**How to complete this task:** Look through the data below for the string "request", and copy every line where it turns up.

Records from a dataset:
*-*-*
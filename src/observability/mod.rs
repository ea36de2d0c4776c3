//! OpenTelemetry-based observability with file-based trace export.
//!
//! Nothing is ever logged to the terminal, which belongs to the search screen.
//! Instead `tracing` spans and events go to an OTLP JSON file:
//!
//! ```text
//! tracing-opentelemetry → OpenTelemetry SDK → FileSpanExporter → JSON Files
//! ```
//!
//! # Features
//!
//! - **File-Based Export**: Traces written to `<data_dir>/livesearch-otlp.json`
//! - **Automatic Rotation**: Files rotate at 10MB with 3-backup retention
//! - **OTLP Format**: Standard OpenTelemetry Protocol JSON format
//! - **Resource Metadata**: Service name and version
//!
//! # Configuration
//!
//! Trace level is controlled via:
//! 1. `RUST_LOG` environment variable (highest priority)
//! 2. `trace_level` config option
//! 3. Default: `"info"`
//!
//! # Modules
//!
//! - [`init`]: Tracing initialization and subscriber setup
//! - `tracer`: Tracer provider with file export
//! - `span_formatter`: OTLP JSON span serialization
//! - `file_writer`: Rotating file writer with size-based rotation

mod file_writer;
pub mod init;
mod span_formatter;
mod tracer;

pub use init::{init_tracing, TRACE_FILE_NAME};
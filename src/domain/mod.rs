//! Domain layer for livesearch.
//!
//! This module contains the core value types, independent of the terminal, the
//! HTTP client or the async runtime.
//!
//! # Organization
//!
//! - [`error`]: Error types and result aliases
//! - [`query`]: Trimmed search query
//! - [`user`]: User records returned by the search endpoint
//! - [`form`]: User form validation feedback

pub mod error;
pub mod form;
pub mod query;
pub mod user;

pub use error::{LiveSearchError, Result};
pub use form::{Field, FieldError, FormErrors, FormState, SubmitOutcome, UserForm, ValidUser};
pub use query::SearchQuery;
pub use user::User;
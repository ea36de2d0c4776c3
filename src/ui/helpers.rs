//! Shared rendering utilities and helpers.
//!
//! Components draw into a [`Canvas`], a plain string buffer of text and ANSI
//! escape sequences. The runtime writes the finished frame to the terminal in
//! one go; tests inspect it directly.
//!
//! # Features
//!
//! - **Cursor Positioning**: Zero-based cells converted to ANSI positions
//! - **Fuzzy Match Highlighting**: Renders text with highlighted character ranges
//! - **UTF-8 Safe**: Operates on character indices, not byte indices
//!
//! # Example
//!
//! ```
//! use livesearch::ui::helpers::{render_highlighted_text, Canvas};
//! use livesearch::ui::Theme;
//!
//! let theme = Theme::default();
//! let mut canvas = Canvas::new();
//! canvas.move_to(0, 0);
//! render_highlighted_text(&mut canvas, "alice", &[(0, 2)], &theme, false);
//! assert!(canvas.as_str().starts_with("\u{1b}[1;1H"));
//! ```

use crate::ui::theme::Theme;
use std::fmt;

/// Frame buffer for one render pass.
#[derive(Debug, Default, Clone)]
pub struct Canvas {
    buf: String,
}

impl Canvas {
    #[must_use]
    pub fn new() -> Self {
        Self::default()
    }

    /// Positions the cursor at a zero-based `(row, col)` cell.
    ///
    /// Emits `\u{1b}[{row};{col}H` with one-based coordinates.
    pub fn move_to(&mut self, row: usize, col: usize) {
        self.buf.push_str(&format!("\u{1b}[{};{}H", row + 1, col + 1));
    }

    pub fn push_str(&mut self, s: &str) {
        self.buf.push_str(s);
    }

    /// Appends `count` copies of `s`.
    pub fn repeat(&mut self, s: &str, count: usize) {
        self.buf.push_str(&s.repeat(count));
    }

    #[must_use]
    pub fn as_str(&self) -> &str {
        &self.buf
    }

    #[must_use]
    pub fn into_string(self) -> String {
        self.buf
    }
}

impl fmt::Write for Canvas {
    fn write_str(&mut self, s: &str) -> fmt::Result {
        self.buf.push_str(s);
        Ok(())
    }
}

/// Takes at most `width` characters of `text`.
#[must_use]
pub fn truncate(text: &str, width: usize) -> &str {
    match text.char_indices().nth(width) {
        Some((byte_idx, _)) => &text[..byte_idx],
        None => text,
    }
}

/// Renders text with highlighted character ranges for fuzzy matches.
///
/// Ranges are `(start, end)` character indices with an exclusive end. When
/// `is_selected` is true the highlights are skipped so they don't fight the
/// selection background.
pub fn render_highlighted_text(
    canvas: &mut Canvas,
    text: &str,
    ranges: &[(usize, usize)],
    theme: &Theme,
    is_selected: bool,
) {
    render_highlighted_with_restore(canvas, text, ranges, theme, is_selected, "");
}

/// Like [`render_highlighted_text`], re-emitting `restore` after every highlight.
pub fn render_highlighted_with_restore(
    canvas: &mut Canvas,
    text: &str,
    ranges: &[(usize, usize)],
    theme: &Theme,
    is_selected: bool,
    restore: &str,
) {
    if ranges.is_empty() || is_selected {
        canvas.push_str(text);
        return;
    }

    let chars: Vec<char> = text.chars().collect();
    let mut current_pos = 0;

    for &(start, end) in ranges {
        let start = start.min(chars.len());
        let end = end.min(chars.len());
        if start < current_pos || start >= end {
            continue;
        }

        if start > current_pos {
            canvas.push_str(&chars[current_pos..start].iter().collect::<String>());
        }

        canvas.push_str(&Theme::fg(&theme.colors.match_highlight_fg));
        canvas.push_str(&Theme::bg(&theme.colors.match_highlight_bg));
        canvas.push_str(&chars[start..end].iter().collect::<String>());
        canvas.push_str(Theme::reset());
        canvas.push_str(restore);

        current_pos = end;
    }

    if current_pos < chars.len() {
        canvas.push_str(&chars[current_pos..].iter().collect::<String>());
    }
}
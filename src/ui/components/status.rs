//! Status line renderer.

use crate::ui::helpers::{truncate, Canvas};
use crate::ui::theme::Theme;
use crate::ui::viewmodel::StatusInfo;

/// Renders the status message left-aligned under the search bar margin.
pub fn render_status(
    canvas: &mut Canvas,
    row: usize,
    left: usize,
    status: &StatusInfo,
    theme: &Theme,
    cols: usize,
) {
    let width = cols.saturating_sub(left);
    let message = truncate(&status.message, width);

    canvas.move_to(row, 0);
    canvas.repeat(" ", left);
    canvas.push_str(&Theme::fg(&theme.colors.status_fg));
    canvas.push_str(message);
    canvas.repeat(" ", width.saturating_sub(message.chars().count()));
    canvas.push_str(Theme::reset());
}
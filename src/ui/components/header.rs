//! Header component renderer.
//!
//! Renders the title bar with centered text, theme-aware colors, and optional
//! background styling.

use crate::ui::helpers::{truncate, Canvas};
use crate::ui::theme::Theme;
use crate::ui::viewmodel::HeaderInfo;

/// Renders the header title bar at the specified row.
///
/// Displays the title centered horizontally with bold styling and pads the line
/// to fill the entire terminal width. When the width cannot be split evenly the
/// right padding is slightly larger.
///
/// ```text
/// [left padding] TITLE [right padding]
/// ```
///
/// Returns the next available row.
pub fn render_header(
    canvas: &mut Canvas,
    row: usize,
    header: &HeaderInfo,
    theme: &Theme,
    cols: usize,
) -> usize {
    let title = truncate(&header.title, cols);
    let title_len = title.chars().count();
    let padding = cols.saturating_sub(title_len) / 2;

    canvas.move_to(row, 0);
    canvas.push_str(Theme::bold());
    canvas.push_str(&Theme::fg(&theme.colors.header_fg));
    if let Some(bg) = &theme.colors.header_bg {
        canvas.push_str(&Theme::bg(bg));
    }

    canvas.repeat(" ", padding);
    canvas.push_str(title);
    canvas.repeat(" ", cols.saturating_sub(padding + title_len));

    canvas.push_str(Theme::reset());
    row + 1
}
//! Tracer provider with file-based span export.
//!
//! Spans are written to a rotating JSON file instead of being sent over the
//! network, so a terminal session leaves a trace that can be inspected later
//! without a collector running.

use super::file_writer::FileWriter;
use super::span_formatter::SpanFormatter;
use futures_util::future::BoxFuture;
use opentelemetry::trace::TraceError;
use opentelemetry_sdk::export::trace::{ExportResult, SpanData, SpanExporter};
use opentelemetry_sdk::resource::Resource;
use opentelemetry_sdk::trace::TracerProvider;
use std::path::PathBuf;
use std::sync::atomic::{AtomicBool, Ordering};

/// Span exporter appending one OTLP JSON document per batch to a file.
struct FileSpanExporter {
    writer: FileWriter,
    formatter: SpanFormatter,
    is_shutdown: AtomicBool,
}

impl FileSpanExporter {
    const fn new(file_path: PathBuf, resource: Resource) -> Self {
        Self {
            writer: FileWriter::new(file_path),
            formatter: SpanFormatter::new(resource),
            is_shutdown: AtomicBool::new(false),
        }
    }

    fn write_batch(&self, batch: &[SpanData]) -> ExportResult {
        if self.is_shutdown.load(Ordering::SeqCst) {
            return Err(TraceError::from("exporter is shut down"));
        }

        let line = self.formatter.format_batch(batch).to_string();
        self.writer
            .write_line(&line)
            .map_err(|e| TraceError::from(e.to_string()))
    }
}

impl SpanExporter for FileSpanExporter {
    fn export(&mut self, batch: Vec<SpanData>) -> BoxFuture<'static, ExportResult> {
        let result = self.write_batch(&batch);
        Box::pin(std::future::ready(result))
    }

    fn shutdown(&mut self) {
        self.is_shutdown.store(true, Ordering::SeqCst);
    }

    // The resource is fixed at construction.
    fn set_resource(&mut self, _res: &Resource) {}
}

impl std::fmt::Debug for FileSpanExporter {
    fn fmt(&self, f: &mut std::fmt::Formatter<'_>) -> std::fmt::Result {
        f.debug_struct("FileSpanExporter")
            .field("writer", &self.writer)
            .field("is_shutdown", &self.is_shutdown)
            .finish_non_exhaustive()
    }
}

/// Creates a tracer provider exporting every finished span to `file_path`.
///
/// Uses the simple (unbatched) span processor, so a span is on disk as soon as
/// it closes.
pub fn create_tracer_provider(file_path: PathBuf, resource: Resource) -> TracerProvider {
    let exporter = FileSpanExporter::new(file_path, resource.clone());

    TracerProvider::builder()
        .with_config(opentelemetry_sdk::trace::Config::default().with_resource(resource))
        .with_simple_exporter(exporter)
        .build()
}
//! Error types for livesearch.
//!
//! This module defines the centralized error type [`LiveSearchError`] and a type alias
//! [`Result`] for convenient error handling throughout the crate. All errors are
//! implemented using the `thiserror` crate for automatic `Error` trait implementation.
//!
//! At runtime only one kind of failure is expected: a search request that did not
//! produce a result set ([`LiveSearchError::SearchFailed`]). It is caught at the
//! request boundary, logged and swallowed. The remaining variants cover startup
//! concerns (configuration, themes, terminal I/O) and the worker channel.

use thiserror::Error;

/// The main error type for livesearch operations.
///
/// # Examples
///
/// ```
/// use livesearch::LiveSearchError;
///
/// fn validate_config() -> Result<(), LiveSearchError> {
///     Err(LiveSearchError::Config("quiet_period_ms must be at least 1".to_string()))
/// }
///
/// assert!(validate_config().is_err());
/// ```
#[derive(Debug, Error)]
pub enum LiveSearchError {
    /// A search request failed.
    ///
    /// Covers network failures, non-success HTTP status codes and response bodies
    /// that are not a JSON array of users. Never retried.
    #[error("search request for {query:?} failed: {source}")]
    SearchFailed {
        /// Trimmed query the request was issued for.
        query: String,
        /// Underlying transport or decoding error.
        #[source]
        source: reqwest::Error,
    },

    /// The HTTP client could not be constructed.
    #[error("HTTP client error: {0}")]
    Http(#[from] reqwest::Error),

    /// Filesystem, terminal or other I/O operation failed.
    ///
    /// Automatically converts from `std::io::Error` using the `#[from]` attribute.
    #[error("IO error: {0}")]
    Io(#[from] std::io::Error),

    /// Theme file could not be read or parsed.
    #[error("Theme error: {0}")]
    Theme(String),

    /// Communication with the background search worker failed.
    ///
    /// Occurs when the worker task has stopped and its channel is closed.
    #[error("Worker communication error: {0}")]
    Worker(String),

    /// Configuration is invalid or could not be parsed.
    #[error("Configuration error: {0}")]
    Config(String),
}

/// A specialized `Result` type for livesearch operations.
pub type Result<T> = std::result::Result<T, LiveSearchError>;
*-*-*
**Answer for this exercise:**
//! At runtime only one kind of failure is expected: a search request that did not
//! request boundary, logged and swallowed. The remaining variants cover startup
    /// A search request failed.
    #[error("search request for {query:?} failed: {source}")]
        /// Trimmed query the request was issued for.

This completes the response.